Se si parla di errore suout-of-sample, con almeno 100k campioni da testare su dati correttamente preparati, allora i risultati sono molto ripidi, "più ripidi delle uova", anche per dati HFT, su minuti e più è fantastico, o un banale overfit. Sui dati a bassa frequenza Dio non voglia il 2-3% per avere un vantaggio, lo stesso con i numerai.

È bello quando predice la direzione dei prezzi un secondo prima, con una precisione 65-70% (per RI) Conosco questi tipi, ma i loro dati non sono infantili e costano di conseguenza. Ho il 60-65% ma per i miei dati è molto bello, non compro quasi nulla separatamente ora, usavo plaza ma ora uso regular quick e mt per ottenere i miei dati forex.


Per me l'errore di previsione non è il problema principale. Per me il problema principale è il sovrallenamento del modello. O ho comunque una prova debole che il modello NON viene riqualificato, o il modello non è affatto necessario.

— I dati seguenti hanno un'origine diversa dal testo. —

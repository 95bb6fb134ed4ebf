//! Execution results.

use std::time::Duration;

use bytes::Bytes;
use serde::de::DeserializeOwned;
use serde::{Serialize, Serializer};

#[derive(Debug, Clone, Copy, PartialEq, Eq, Hash, Serialize)]
#[serde(rename_all = "snake_case")]
pub enum ExecStatus {
  Success,
  Failure,
  Timeout,
}

/// Why an execution did not succeed.
#[derive(Debug, Clone, PartialEq, Eq, Serialize, thiserror::Error)]
#[serde(tag = "kind", rename_all = "snake_case")]
pub enum ErrorDetail {
  /// The remote command ran and exited non-zero.
  #[error("exit code {code}: {stderr}")]
  Exit { code: i32, stderr: String },

  /// The node rejected the credential. Distinct from the node being down.
  #[error("authentication rejected: {message}")]
  Auth { message: String },

  /// The endpoint answered with a non-2xx status.
  #[error("http status {status}")]
  Http { status: u16, body: String },

  /// The node could not be reached (refused, no route, resolution failure).
  #[error("connection failed: {message}")]
  Connect { message: String },

  #[error("deadline of {deadline_ms}ms exceeded")]
  Timeout { deadline_ms: u64 },

  /// Local transport failure (spawn error, malformed URL, decode error).
  #[error("transport error: {message}")]
  Transport { message: String },

  /// The per-node task died before producing a result.
  #[error("execution aborted: {message}")]
  Aborted { message: String },
}

/// The outcome of one request against one node. A value: never mutated after
/// the executor returns it.
#[derive(Debug, Clone, Serialize)]
pub struct ExecutionResult {
  pub node: String,
  pub status: ExecStatus,
  /// Stdout for commands, response body for HTTP probes.
  #[serde(serialize_with = "serialize_lossy")]
  pub output: Bytes,
  /// Present iff `status` is not `Success`.
  #[serde(skip_serializing_if = "Option::is_none")]
  pub error: Option<ErrorDetail>,
  #[serde(rename = "duration_ms", serialize_with = "serialize_millis")]
  pub duration: Duration,
}

impl ExecutionResult {
  pub fn success(node: impl Into<String>, output: Bytes, duration: Duration) -> Self {
    Self {
      node: node.into(),
      status: ExecStatus::Success,
      output,
      error: None,
      duration,
    }
  }

  pub fn failure(node: impl Into<String>, error: ErrorDetail, duration: Duration) -> Self {
    Self {
      node: node.into(),
      status: ExecStatus::Failure,
      output: Bytes::new(),
      error: Some(error),
      duration,
    }
  }

  pub fn timeout(node: impl Into<String>, deadline: Duration, duration: Duration) -> Self {
    Self {
      node: node.into(),
      status: ExecStatus::Timeout,
      output: Bytes::new(),
      error: Some(ErrorDetail::Timeout {
        deadline_ms: deadline.as_millis() as u64,
      }),
      duration,
    }
  }

  pub fn is_success(&self) -> bool {
    self.status == ExecStatus::Success
  }

  pub fn is_auth_error(&self) -> bool {
    matches!(self.error, Some(ErrorDetail::Auth { .. }))
  }

  /// Output decoded as UTF-8, lossily.
  pub fn text(&self) -> String {
    String::from_utf8_lossy(&self.output).into_owned()
  }

  pub fn json<T: DeserializeOwned>(&self) -> Result<T, serde_json::Error> {
    serde_json::from_slice(&self.output)
  }
}

fn serialize_lossy<S: Serializer>(bytes: &Bytes, serializer: S) -> Result<S::Ok, S::Error> {
  serializer.serialize_str(&String::from_utf8_lossy(bytes))
}

fn serialize_millis<S: Serializer>(duration: &Duration, serializer: S) -> Result<S::Ok, S::Error> {
  serializer.serialize_u64(duration.as_millis() as u64)
}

Ho scritto molte volte su questo thread (e anche su altri) sulla diagnosi del sovrallenamento e sugli strumenti per affrontare il sovrallenamento. In breve, sta pulendo i predittori di ingresso dal rumore e il modello stesso è di secondaria importanza.

Tutto il resto non mi interessa, dato che qualsiasi risultato senza considerazioni di sovrallenamento è solo così così, ora, forse domani, e dopo domani uno scarico sul depo.